2.4. Numerical Model A two-phase GASWATER option of commercial IMEX Black Oil Simulator™ (Computer Modelling Group, Canada) was used to model an immiscible displacement of reservoir brine with CO2. The licence for this simulator was limited to 10,000 grid blocks. Dissolution effects of CO2 in brine, as well as chemical reactions of CO2 with the solid phase (rock matrix) were not considered in this study. Simulations of 25 and 40 years were run as the aim was to examine the CO2 injectivity until the injection ceased. Injection wells in the simulations were constrained with the maximum bottomhole pressure allowed, which was based on the fracture pressure gradient of 15.5 MPa/km (0.69 psi/ft) evaluated at the top depth of each well. The injection pressures in a range from 70% to 90% of the fracture pressure at the corresponding well’s top depth were used in the simulations. The simulations were run for two different commercial injection rates of CO2 for the Kingfish field: 2 ×106 and 15 ×106 tonnes/year (2 and 15 Mt/y).

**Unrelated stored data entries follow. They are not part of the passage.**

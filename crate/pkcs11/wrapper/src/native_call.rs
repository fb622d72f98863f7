use cosmian_pkcs11_sys::{CK_RV, CKR_OK};
use tracing::debug;

use crate::{WResult, WrapperError};

/// Map a non `CKR_OK` status returned by `function` to [`WrapperError::Pkcs11`].
pub(crate) fn check_rv(function: &'static str, rv: CK_RV) -> WResult<()> {
    if rv == CKR_OK {
        Ok(())
    } else {
        let e = WrapperError::pkcs11(function, rv);
        debug!("{e}");
        Err(e)
    }
}

/// Resolve an entry of the module's function list.
///
/// A null function list or a null entry is [`WrapperError::FunctionNotSupported`].
macro_rules! entry {
    ($module:expr, $function:ident) => {
        $module
            .function_list(stringify!($function))?
            .$function
            .ok_or($crate::WrapperError::FunctionNotSupported(stringify!($function)))
    };
}
pub(crate) use entry;

/// Call an entry of the module's function list once and check its status.
macro_rules! native_call {
    ($module:expr, $function:ident $(, $arg:expr)* $(,)?) => {{
        let f = $crate::native_call::entry!($module, $function)?;
        // SAFETY: arguments are built by the caller according to the PKCS#11
        // signature of the entry, and their storage outlives the call.
        let rv = unsafe { f($($arg),*) };
        $crate::native_call::check_rv(stringify!($function), rv)
    }};
}
pub(crate) use native_call;
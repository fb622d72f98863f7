use std::{borrow::Cow, ffi::c_void, ptr};

use cosmian_pkcs11_sys::{
    CK_ATTRIBUTE, CK_ATTRIBUTE_PTR, CK_DATE, CK_ULONG, CK_VERSION, CK_VOID_PTR,
    CKF_ARRAY_ATTRIBUTE,
};

use super::{Attribute, Value};
use crate::{
    WResult, WrapperError,
    convert::{
        CharEncoding, bool_to_native, chars_to_native, date_to_native, str_to_native,
        ulong_to_native, version_to_native,
    },
    wrapper_bail,
};

/// Native memory backing one value. The heap blocks never move while the
/// owner is alive, so pointers handed to the module stay valid.
#[derive(Debug)]
enum Storage<'a> {
    None,
    Bytes(Cow<'a, [u8]>),
    Word(Box<CK_ULONG>),
    Words(Cow<'a, [CK_ULONG]>),
    Date(Box<CK_DATE>),
    Version(Box<CK_VERSION>),
    Nested(NativeTemplate<'a>),
}

/// A managed value marshaled into native memory: `(pointer, length)` plus
/// the storage it points into.
#[derive(Debug)]
pub struct NativeValue<'a> {
    storage: Storage<'a>,
    len: CK_ULONG,
}

impl<'a> NativeValue<'a> {
    /// Marshal a value. Nested templates are only accepted when `allow_nested`
    /// is set, as in attribute templates.
    pub(crate) fn build(
        value: &'a Value,
        encoding: CharEncoding,
        allow_nested: bool,
    ) -> WResult<Self> {
        let storage = match value {
            Value::Absent => Storage::None,
            Value::Bool(b) => Storage::Bytes(Cow::Owned(vec![bool_to_native(*b)])),
            Value::Byte(b) => Storage::Bytes(Cow::Owned(vec![*b])),
            Value::Char(c) => Storage::Bytes(Cow::Owned(chars_to_native(&[*c], encoding)?)),
            Value::Integer(v) => Storage::Word(Box::new(ulong_to_native(i64::from(*v)))),
            Value::Long(v) => Storage::Word(Box::new(ulong_to_native(*v))),
            Value::Bytes(b) => Storage::Bytes(Cow::Borrowed(b.as_slice())),
            Value::Chars(c) => Storage::Bytes(Cow::Owned(chars_to_native(c, encoding)?)),
            Value::Text(s) => Storage::Bytes(str_to_native(s, CharEncoding::Utf8)?),
            Value::Date(d) => Storage::Date(Box::new(date_to_native(d)?)),
            Value::Version(v) => Storage::Version(Box::new(version_to_native(v))),
            Value::UlongArray(words) => Storage::Words(Cow::Borrowed(words.as_slice())),
            Value::Template(nested) if allow_nested => {
                Storage::Nested(NativeTemplate::new(nested, encoding)?)
            }
            Value::Template(_) | Value::Float(_) => {
                wrapper_bail!(WrapperError::UnrecognizedValue(value.shape().to_owned()));
            }
        };
        let len = match &storage {
            Storage::None => 0,
            Storage::Bytes(b) => b.len(),
            Storage::Word(_) => size_of::<CK_ULONG>(),
            Storage::Words(w) => w.len() * size_of::<CK_ULONG>(),
            Storage::Date(_) => size_of::<CK_DATE>(),
            Storage::Version(_) => size_of::<CK_VERSION>(),
            Storage::Nested(t) => t.len() * size_of::<CK_ATTRIBUTE>(),
        };
        Ok(Self {
            storage,
            len: CK_ULONG::try_from(len)?,
        })
    }

    /// Marshal a value of a mechanism parameter, where nested templates are
    /// not a valid shape.
    pub fn new(value: &'a Value, encoding: CharEncoding) -> WResult<Self> {
        Self::build(value, encoding, false)
    }

    /// Pointer to the native value; null when absent or empty.
    pub fn as_mut_ptr(&mut self) -> CK_VOID_PTR {
        match &mut self.storage {
            Storage::None => ptr::null_mut(),
            Storage::Bytes(b) if b.is_empty() => ptr::null_mut(),
            Storage::Bytes(b) => b.as_ptr().cast_mut().cast::<c_void>(),
            Storage::Word(w) => (&raw mut **w).cast::<c_void>(),
            Storage::Words(w) if w.is_empty() => ptr::null_mut(),
            Storage::Words(w) => w.as_ptr().cast_mut().cast::<c_void>(),
            Storage::Date(d) => (&raw mut **d).cast::<c_void>(),
            Storage::Version(v) => (&raw mut **v).cast::<c_void>(),
            Storage::Nested(t) => t.as_mut_ptr().cast::<c_void>(),
        }
    }

    #[must_use]
    pub const fn len(&self) -> CK_ULONG {
        self.len
    }

    #[must_use]
    pub const fn is_empty(&self) -> bool {
        self.len == 0
    }

    const fn is_nested(&self) -> bool {
        matches!(self.storage, Storage::Nested(_))
    }
}

/// A native `CK_ATTRIBUTE` array together with every buffer it points into.
///
/// Nested templates of array attributes are marshaled recursively; their
/// type carries `CKF_ARRAY_ATTRIBUTE` and their length is the size of the
/// nested `CK_ATTRIBUTE` array in bytes.
#[derive(Debug)]
pub struct NativeTemplate<'a> {
    attributes: Vec<CK_ATTRIBUTE>,
    values: Vec<NativeValue<'a>>,
}

impl<'a> NativeTemplate<'a> {
    /// Marshal `template`, stopping at the first value that cannot be
    /// converted. Everything built so far is released on error.
    pub fn new(template: &'a [Attribute], encoding: CharEncoding) -> WResult<Self> {
        let mut attributes = Vec::new();
        attributes.try_reserve_exact(template.len())?;
        let mut values = Vec::new();
        values.try_reserve_exact(template.len())?;
        for attribute in template {
            let mut value = NativeValue::build(&attribute.value, encoding, true)?;
            let type_ = if value.is_nested() {
                attribute.attribute_type | CKF_ARRAY_ATTRIBUTE
            } else {
                attribute.attribute_type
            };
            attributes.push(CK_ATTRIBUTE {
                type_,
                pValue: value.as_mut_ptr(),
                ulValueLen: value.len(),
            });
            values.push(value);
        }
        Ok(Self { attributes, values })
    }

    /// Pointer to the first attribute; null for an empty template.
    pub fn as_mut_ptr(&mut self) -> CK_ATTRIBUTE_PTR {
        if self.attributes.is_empty() {
            ptr::null_mut()
        } else {
            self.attributes.as_mut_ptr()
        }
    }

    /// Number of attributes, as passed in the `ulCount` argument.
    pub fn count(&self) -> WResult<CK_ULONG> {
        Ok(CK_ULONG::try_from(self.attributes.len())?)
    }

    #[must_use]
    pub fn len(&self) -> usize {
        self.attributes.len()
    }

    #[must_use]
    pub fn is_empty(&self) -> bool {
        self.attributes.is_empty()
    }

    #[must_use]
    pub fn attributes(&self) -> &[CK_ATTRIBUTE] {
        &self.attributes
    }

    /// Number of marshaled values, nested ones included.
    #[must_use]
    pub fn value_count(&self) -> usize {
        self.values.len()
            + self
                .values
                .iter()
                .map(|v| match &v.storage {
                    Storage::Nested(t) => t.value_count(),
                    _ => 0,
                })
                .sum::<usize>()
    }
}

#[cfg(test)]
mod tests {
    use std::slice;

    use cosmian_pkcs11_sys::*;

    use super::*;
    use crate::convert::{Date, Version};

    fn raw_bytes(attribute: &CK_ATTRIBUTE) -> Vec<u8> {
        let len = usize::try_from(attribute.ulValueLen).unwrap();
        // SAFETY: the template owns `len` bytes at `pValue`.
        unsafe { slice::from_raw_parts(attribute.pValue.cast::<u8>(), len) }.to_vec()
    }

    #[test]
    fn values_are_marshaled_by_variant() {
        let template = vec![
            Attribute::new(CKA_TOKEN, Value::Bool(true)),
            Attribute::new(CKA_CLASS, Value::ulong(CKO_SECRET_KEY)),
            Attribute::new(CKA_VALUE_LEN, Value::Integer(32)),
            Attribute::new(CKA_LABEL, Value::Text("aes".to_owned())),
            Attribute::new(CKA_APPLICATION, Value::Chars(vec!['é'])),
            Attribute::new(CKA_START_DATE, Value::Date(Date::new(2024, 3, 1))),
            Attribute::new(CKA_VENDOR_DEFINED, Value::Version(Version::new(2, 40))),
            Attribute::new(CKA_ID, Value::Bytes(vec![1, 2, 3])),
            Attribute::new(CKA_ALLOWED_MECHANISMS, Value::UlongArray(vec![CKM_AES_CBC])),
            Attribute::query(CKA_VALUE),
        ];
        let mut native = NativeTemplate::new(&template, CharEncoding::SingleByte).unwrap();
        assert_eq!(native.count().unwrap(), 10);
        assert!(!native.as_mut_ptr().is_null());
        let attrs = native.attributes();
        assert_eq!(raw_bytes(&attrs[0]), vec![CK_TRUE]);
        assert_eq!(raw_bytes(&attrs[1]), CKO_SECRET_KEY.to_ne_bytes().to_vec());
        assert_eq!(raw_bytes(&attrs[2]), (32 as CK_ULONG).to_ne_bytes().to_vec());
        assert_eq!(raw_bytes(&attrs[3]), b"aes".to_vec());
        assert_eq!(raw_bytes(&attrs[4]), vec![0xE9]);
        assert_eq!(raw_bytes(&attrs[5]), b"20240301".to_vec());
        assert_eq!(raw_bytes(&attrs[6]), vec![2, 40]);
        assert_eq!(raw_bytes(&attrs[7]), vec![1, 2, 3]);
        assert_eq!(
            attrs[8].ulValueLen as usize,
            size_of::<CK_ULONG>()
        );
        assert!(attrs[9].pValue.is_null());
        assert_eq!(attrs[9].ulValueLen, 0);
    }

    #[test]
    fn nested_templates() {
        for n in [0_usize, 1, 3] {
            let nested: Vec<Attribute> = (0..n)
                .map(|i| Attribute::new(CKA_ENCRYPT, Value::Bool(i % 2 == 0)))
                .collect();
            let template = vec![Attribute::new(CKA_WRAP_TEMPLATE, Value::Template(nested))];
            let native = NativeTemplate::new(&template, CharEncoding::Utf8).unwrap();
            let outer = native.attributes()[0];
            assert_eq!(outer.type_ & CKF_ARRAY_ATTRIBUTE, CKF_ARRAY_ATTRIBUTE);
            assert_eq!(outer.ulValueLen as usize, n * size_of::<CK_ATTRIBUTE>());
            assert_eq!(outer.pValue.is_null(), n == 0);
            assert_eq!(native.value_count(), 1 + n);
            if n > 0 {
                // SAFETY: the template owns `n` nested attributes.
                let inner = unsafe {
                    slice::from_raw_parts(outer.pValue.cast::<CK_ATTRIBUTE>(), n)
                };
                assert!(inner.iter().all(|a| a.type_ == CKA_ENCRYPT && a.ulValueLen == 1));
            }
        }
    }

    #[test]
    fn unmarshalable_shapes_are_rejected() {
        let template = vec![
            Attribute::new(CKA_TOKEN, Value::Bool(true)),
            Attribute::new(CKA_VALUE, Value::Float(0.5)),
        ];
        let err = NativeTemplate::new(&template, CharEncoding::Utf8).unwrap_err();
        assert!(matches!(err, WrapperError::UnrecognizedValue(ref s) if s == "Float"));

        let nested = Value::Template(Vec::new());
        assert!(matches!(
            NativeValue::new(&nested, CharEncoding::Utf8),
            Err(WrapperError::UnrecognizedValue(_))
        ));
        let mut absent = NativeValue::new(&Value::Absent, CharEncoding::Utf8).unwrap();
        assert!(absent.as_mut_ptr().is_null());
        assert!(absent.is_empty());
    }
}
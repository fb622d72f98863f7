//! Managed mechanism parameter records.
//!
//! Lengths of the native structs are derived from the buffers; empty buffers
//! are passed as null pointers.

use cosmian_pkcs11_sys::{
    CK_EC_KDF_TYPE, CK_MECHANISM_TYPE, CK_OBJECT_HANDLE, CK_PKCS5_PBKD2_PSEUDO_RANDOM_FUNCTION_TYPE,
    CK_PKCS5_PBKDF2_SALT_SOURCE_TYPE, CK_RSA_PKCS_MGF_TYPE, CK_RSA_PKCS_OAEP_SOURCE_TYPE, CK_ULONG,
    CK_X9_42_DH_KDF_TYPE,
};

use crate::convert::Version;

#[derive(Debug, Clone, PartialEq, Eq)]
pub struct RsaPkcsOaepParams {
    pub hash_alg: CK_MECHANISM_TYPE,
    pub mgf: CK_RSA_PKCS_MGF_TYPE,
    pub source: CK_RSA_PKCS_OAEP_SOURCE_TYPE,
    pub source_data: Vec<u8>,
}

#[derive(Debug, Clone, Copy, PartialEq, Eq)]
pub struct RsaPkcsPssParams {
    pub hash_alg: CK_MECHANISM_TYPE,
    pub mgf: CK_RSA_PKCS_MGF_TYPE,
    pub salt_len: CK_ULONG,
}

/// `ulRandomLen` is the length of `random_a`.
#[derive(Debug, Clone, PartialEq, Eq)]
pub struct KeaDeriveParams {
    pub is_sender: bool,
    pub random_a: Vec<u8>,
    pub random_b: Vec<u8>,
    pub public_data: Vec<u8>,
}

#[derive(Debug, Clone, Copy, PartialEq, Eq)]
pub struct Rc2CbcParams {
    pub effective_bits: CK_ULONG,
    pub iv: [u8; 8],
}

#[derive(Debug, Clone, Copy, PartialEq, Eq)]
pub struct Rc2MacGeneralParams {
    pub effective_bits: CK_ULONG,
    pub mac_length: CK_ULONG,
}

#[derive(Debug, Clone, Copy, PartialEq, Eq)]
pub struct Rc5Params {
    pub word_size: CK_ULONG,
    pub rounds: CK_ULONG,
}

#[derive(Debug, Clone, PartialEq, Eq)]
pub struct Rc5CbcParams {
    pub word_size: CK_ULONG,
    pub rounds: CK_ULONG,
    pub iv: Vec<u8>,
}

#[derive(Debug, Clone, Copy, PartialEq, Eq)]
pub struct Rc5MacGeneralParams {
    pub word_size: CK_ULONG,
    pub rounds: CK_ULONG,
    pub mac_length: CK_ULONG,
}

/// `ulPAndGLen` is the length of `prime_p`, `ulQLen` the length of
/// `subprime_q` and `ulRandomLen` the length of `random_a`.
#[derive(Debug, Clone, PartialEq, Eq)]
pub struct SkipjackPrivateWrapParams {
    pub password: Vec<u8>,
    pub public_data: Vec<u8>,
    pub random_a: Vec<u8>,
    pub prime_p: Vec<u8>,
    pub base_g: Vec<u8>,
    pub subprime_q: Vec<u8>,
}

#[derive(Debug, Clone, PartialEq, Eq)]
pub struct SkipjackRelayxParams {
    pub old_wrapped_x: Vec<u8>,
    pub old_password: Vec<u8>,
    pub old_public_data: Vec<u8>,
    pub old_random_a: Vec<u8>,
    pub new_password: Vec<u8>,
    pub new_public_data: Vec<u8>,
    pub new_random_a: Vec<u8>,
}

/// Parameters of the `CKM_PBE_*` key generation mechanisms.
///
/// The module writes the generated 8-byte initialization vector back into
/// `init_vector` for the DES and CAST variants.
#[derive(Debug, Clone, PartialEq, Eq)]
pub struct PbeParams {
    pub init_vector: Vec<u8>,
    pub password: Vec<char>,
    pub salt: Vec<u8>,
    pub iteration: CK_ULONG,
}

#[derive(Debug, Clone, PartialEq, Eq)]
pub struct Pkcs5Pbkd2Params {
    pub salt_source: CK_PKCS5_PBKDF2_SALT_SOURCE_TYPE,
    pub salt_source_data: Vec<u8>,
    pub iterations: CK_ULONG,
    pub prf: CK_PKCS5_PBKD2_PSEUDO_RANDOM_FUNCTION_TYPE,
    pub prf_data: Vec<u8>,
    pub password: Vec<char>,
}

/// `bc` and `x` are updated by `C_UnwrapKey`.
#[derive(Debug, Clone, PartialEq, Eq)]
pub struct KeyWrapSetOaepParams {
    pub bc: u8,
    pub x: Vec<u8>,
}

#[derive(Debug, Clone, PartialEq, Eq, Default)]
pub struct Ssl3RandomData {
    pub client_random: Vec<u8>,
    pub server_random: Vec<u8>,
}

/// `version` receives the client version when present.
#[derive(Debug, Clone, PartialEq, Eq)]
pub struct Ssl3MasterKeyDeriveParams {
    pub random_info: Ssl3RandomData,
    pub version: Option<Version>,
}

/// Key material returned by the SSL3 and TLS key-and-MAC derivations.
#[derive(Debug, Clone, PartialEq, Eq, Default)]
pub struct Ssl3KeyMatOut {
    pub client_mac_secret: CK_OBJECT_HANDLE,
    pub server_mac_secret: CK_OBJECT_HANDLE,
    pub client_key: CK_OBJECT_HANDLE,
    pub server_key: CK_OBJECT_HANDLE,
    pub iv_client: Vec<u8>,
    pub iv_server: Vec<u8>,
}

#[derive(Debug, Clone, PartialEq, Eq)]
pub struct Ssl3KeyMatParams {
    pub mac_size_in_bits: CK_ULONG,
    pub key_size_in_bits: CK_ULONG,
    /// Both returned IVs are `iv_size_in_bits / 8` bytes long.
    pub iv_size_in_bits: CK_ULONG,
    pub is_export: bool,
    pub random_info: Ssl3RandomData,
    pub returned_key_material: Ssl3KeyMatOut,
}

#[derive(Debug, Clone, PartialEq, Eq)]
pub struct Ecdh1DeriveParams {
    pub kdf: CK_EC_KDF_TYPE,
    pub shared_data: Vec<u8>,
    pub public_data: Vec<u8>,
}

#[derive(Debug, Clone, PartialEq, Eq)]
pub struct Ecdh2DeriveParams {
    pub kdf: CK_EC_KDF_TYPE,
    pub shared_data: Vec<u8>,
    pub public_data: Vec<u8>,
    pub private_data_len: CK_ULONG,
    pub private_data: CK_OBJECT_HANDLE,
    pub public_data2: Vec<u8>,
}

#[derive(Debug, Clone, PartialEq, Eq)]
pub struct EcmqvDeriveParams {
    pub kdf: CK_EC_KDF_TYPE,
    pub shared_data: Vec<u8>,
    pub public_data: Vec<u8>,
    pub private_data_len: CK_ULONG,
    pub private_data: CK_OBJECT_HANDLE,
    pub public_data2: Vec<u8>,
    pub public_key: CK_OBJECT_HANDLE,
}

#[derive(Debug, Clone, PartialEq, Eq)]
pub struct X942Dh1DeriveParams {
    pub kdf: CK_X9_42_DH_KDF_TYPE,
    pub other_info: Vec<u8>,
    pub public_data: Vec<u8>,
}

#[derive(Debug, Clone, PartialEq, Eq)]
pub struct X942Dh2DeriveParams {
    pub kdf: CK_X9_42_DH_KDF_TYPE,
    pub other_info: Vec<u8>,
    pub public_data: Vec<u8>,
    pub private_data_len: CK_ULONG,
    pub private_data: CK_OBJECT_HANDLE,
    pub public_data2: Vec<u8>,
}

#[derive(Debug, Clone, PartialEq, Eq)]
pub struct X942MqvDeriveParams {
    pub kdf: CK_X9_42_DH_KDF_TYPE,
    pub other_info: Vec<u8>,
    pub public_data: Vec<u8>,
    pub private_data_len: CK_ULONG,
    pub private_data: CK_OBJECT_HANDLE,
    pub public_data2: Vec<u8>,
    pub public_key: CK_OBJECT_HANDLE,
}

#[derive(Debug, Clone, PartialEq, Eq)]
pub struct DesCbcEncryptDataParams {
    pub iv: [u8; 8],
    pub data: Vec<u8>,
}

#[derive(Debug, Clone, PartialEq, Eq)]
pub struct AesCbcEncryptDataParams {
    pub iv: [u8; 16],
    pub data: Vec<u8>,
}

/// `ulIvLen` is the length of `iv`.
#[derive(Debug, Clone, PartialEq, Eq)]
pub struct GcmParams {
    pub iv: Vec<u8>,
    pub iv_bits: CK_ULONG,
    pub aad: Vec<u8>,
    pub tag_bits: CK_ULONG,
}
//! Mechanisms and their parameters.
//!
//! [`NativeMechanism`] marshals a [`Mechanism`] into a `CK_MECHANISM` and
//! owns every native struct and buffer the module is given. Parameters the
//! module writes to are read back with [`NativeMechanism::copy_back_data`]
//! and applied to the managed mechanism with [`copy_back`] once the native
//! value is released.

use std::fmt;

use cosmian_pkcs11_sys::{CK_MECHANISM_TYPE, CK_OBJECT_HANDLE, CK_ULONG};

use crate::{attribute::Value, convert::Version, names::mechanism_label};

mod copy_back;
mod native;
mod params;

pub use copy_back::{CopyBack, CopyBackData, copy_back};
pub use native::NativeMechanism;
pub use params::*;

/// Parameter of a mechanism, one variant per native parameter struct.
#[derive(Debug, Clone, PartialEq, strum_macros::IntoStaticStr)]
pub enum MechanismParameters {
    Bytes(Vec<u8>),
    Long(i64),
    ObjectHandle(CK_OBJECT_HANDLE),
    Version(Version),
    RsaPkcsOaep(RsaPkcsOaepParams),
    RsaPkcsPss(RsaPkcsPssParams),
    KeaDerive(KeaDeriveParams),
    /// Effective bits of `CKM_RC2_ECB` and `CKM_RC2_MAC`.
    Rc2(CK_ULONG),
    Rc2Cbc(Rc2CbcParams),
    Rc2MacGeneral(Rc2MacGeneralParams),
    Rc5(Rc5Params),
    Rc5Cbc(Rc5CbcParams),
    Rc5MacGeneral(Rc5MacGeneralParams),
    /// MAC length of the `*_MAC_GENERAL` mechanisms.
    MacGeneral(CK_ULONG),
    /// Bit index of `CKM_EXTRACT_KEY_FROM_KEY`.
    Extract(CK_ULONG),
    SkipjackPrivateWrap(SkipjackPrivateWrapParams),
    SkipjackRelayx(SkipjackRelayxParams),
    Pbe(PbeParams),
    Pkcs5Pbkd2(Pkcs5Pbkd2Params),
    KeyWrapSetOaep(KeyWrapSetOaepParams),
    KeyDerivationStringData(Vec<u8>),
    Ssl3MasterKeyDerive(Ssl3MasterKeyDeriveParams),
    Ssl3KeyMat(Ssl3KeyMatParams),
    Ecdh1Derive(Ecdh1DeriveParams),
    Ecdh2Derive(Ecdh2DeriveParams),
    EcmqvDerive(EcmqvDeriveParams),
    X942Dh1Derive(X942Dh1DeriveParams),
    X942Dh2Derive(X942Dh2DeriveParams),
    X942MqvDerive(X942MqvDeriveParams),
    DesCbcEncryptData(DesCbcEncryptDataParams),
    AesCbcEncryptData(AesCbcEncryptDataParams),
    AesGcm(GcmParams),
    /// Any other value, marshaled like an attribute value.
    Other(Value),
}

impl MechanismParameters {
    #[must_use]
    pub fn shape(&self) -> &'static str {
        self.into()
    }
}

#[derive(Debug, Clone, PartialEq)]
pub struct Mechanism {
    pub mechanism: CK_MECHANISM_TYPE,
    pub parameters: Option<MechanismParameters>,
}

impl Mechanism {
    #[must_use]
    pub const fn new(mechanism: CK_MECHANISM_TYPE) -> Self {
        Self {
            mechanism,
            parameters: None,
        }
    }

    #[must_use]
    pub const fn with_parameters(
        mechanism: CK_MECHANISM_TYPE,
        parameters: MechanismParameters,
    ) -> Self {
        Self {
            mechanism,
            parameters: Some(parameters),
        }
    }
}

impl fmt::Display for Mechanism {
    fn fmt(&self, f: &mut fmt::Formatter<'_>) -> fmt::Result {
        match &self.parameters {
            Some(p) => write!(f, "{} ({})", mechanism_label(self.mechanism), p.shape()),
            None => f.write_str(&mechanism_label(self.mechanism)),
        }
    }
}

Infinite aquifers that surround the model area were added in the simulations, which is very critical to understand the behavior of CO2 injectivity because of the fact that, in closed systems, the pressure builds up very quickly. This makes the long-term injection of CO2 difficult. Aquifers are represented in the simulator using one of the analytical methods (The method proposed by Carter and Tracy, 1960, was used in this study), although it is known that analytical models are weak in modeling reservoir fluids flowing back to the aquifer (i.e. they account only for water outflow at the aquifer/reservoir boundary with CO2 remaining in the reservoir). In such cases, the use of numerical aquifers is preferred, which requires a large number of grid blocks in reservoir simulation. For simplified models, like those in this study, it is preferred to use an analytical model to represent surrounding aquifers rather than adding additional grid blocks, which is almost impossible for all aquifers. However, all effort was made to include some portion of aquifers in the grid system to allow the injected CO2 to migrate away from the wells. For the first model run, the initial condition for the reservoir was assumed to be at hydrostatic pressure with the total aquifer volume approximated by the four regions surrounding the reservoir.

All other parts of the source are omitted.